----- Working data -----
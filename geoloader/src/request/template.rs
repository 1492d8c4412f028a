//! Fetch URL templates.
//!
//! Templates use `{name}` placeholders, optionally padded with spaces
//! (`{ minlat }`). The four recognised names are the edges of the region
//! being fetched:
//!
//! | Placeholder | Value        |
//! |-------------|--------------|
//! | `{minlat}`  | south edge   |
//! | `{maxlat}`  | north edge   |
//! | `{minlng}`  | west edge    |
//! | `{maxlng}`  | east edge    |

use std::sync::OnceLock;

use regex::{Captures, Regex};
use thiserror::Error;

use crate::geo::Bounds;

/// Placeholder names a template may use.
pub const PLACEHOLDERS: [&str; 4] = ["minlat", "maxlat", "minlng", "maxlng"];

/// Errors found while parsing a template.
#[derive(Debug, Clone, PartialEq, Eq, Error)]
pub enum TemplateError {
    /// Template string is empty or whitespace.
    #[error("URL template is empty")]
    Empty,

    /// Template names a placeholder with no value.
    #[error("unknown placeholder '{{{0}}}' in URL template")]
    UnknownPlaceholder(String),
}

fn placeholder_pattern() -> &'static Regex {
    static PATTERN: OnceLock<Regex> = OnceLock::new();
    // Same shape the map library's template helper accepts: word characters,
    // spaces and dashes between braces.
    PATTERN.get_or_init(|| Regex::new(r"\{ *([\w -]+?) *\}").unwrap())
}

/// A validated URL template.
#[derive(Debug, Clone, PartialEq, Eq)]
pub struct UrlTemplate {
    source: String,
}

impl UrlTemplate {
    /// Parse and validate a template.
    ///
    /// Every placeholder must be one of [`PLACEHOLDERS`]. Templates without
    /// placeholders are accepted; they fetch the same URL for every region.
    pub fn parse(source: &str) -> Result<Self, TemplateError> {
        if source.trim().is_empty() {
            return Err(TemplateError::Empty);
        }

        for captures in placeholder_pattern().captures_iter(source) {
            let name = &captures[1];
            if !PLACEHOLDERS.contains(&name) {
                return Err(TemplateError::UnknownPlaceholder(name.to_string()));
            }
        }

        Ok(Self {
            source: source.to_string(),
        })
    }

    /// The template text.
    pub fn as_str(&self) -> &str {
        &self.source
    }

    /// Substitute the region's edges into the template.
    pub fn render(&self, region: &Bounds) -> String {
        placeholder_pattern()
            .replace_all(&self.source, |captures: &Captures<'_>| {
                match &captures[1] {
                    "minlat" => region.south.to_string(),
                    "maxlat" => region.north.to_string(),
                    "minlng" => region.west.to_string(),
                    "maxlng" => region.east.to_string(),
                    // parse() rejects anything else
                    other => format!("{{{}}}", other),
                }
            })
            .into_owned()
    }
}
//! The dynamic point layer.
//!
//! [`DynamicLayer`] owns the loaded region, the record store and the marker
//! set, and exposes the update cycle in three steps so a host can run the
//! fetch wherever it likes:
//!
//! 1. [`DynamicLayer::on_viewport_change`] plans a [`FetchRequest`]
//! 2. [`execute`] runs it against a [`FetchTransport`]
//! 3. [`DynamicLayer::complete`] applies the result
//!
//! [`DynamicLayer::update`] chains the three for single-owner use, and
//! [`AttachedLayer`] wires a layer to a [`MapHost`](crate::host::MapHost)
//! event stream.
//!
//! [`FetchRequest`]: crate::request::FetchRequest
//! [`FetchTransport`]: crate::transport::FetchTransport

mod config;
mod driver;
mod dynamic;
mod error;

pub use config::{
    default_config_path, LayerConfig, LayerOptions, DATA_SECTION, LAYER_SECTION, PARAMS_SECTION,
};
pub use driver::AttachedLayer;
pub use dynamic::{execute, DynamicLayer, FetchCompletion, UpdateOutcome};
pub use error::{ConfigError, LayerError};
-----
#### Aim of the exercise
In the listing above, find the line with "applies the result" and the line with "pub use driver::AttachedLayer;"; output exactly those lines and all lines between them.

#### Result of this exercise
//! 3. [`DynamicLayer::complete`] applies the result
//!
//! [`DynamicLayer::update`] chains the three for single-owner use, and
//! [`AttachedLayer`] wires a layer to a [`MapHost`](crate::host::MapHost)
//! event stream.
//!
//! [`FetchRequest`]: crate::request::FetchRequest
//! [`FetchTransport`]: crate::transport::FetchTransport

mod config;
mod driver;
mod dynamic;
mod error;

pub use config::{
    default_config_path, LayerConfig, LayerOptions, DATA_SECTION, LAYER_SECTION, PARAMS_SECTION,
};
pub use driver::AttachedLayer;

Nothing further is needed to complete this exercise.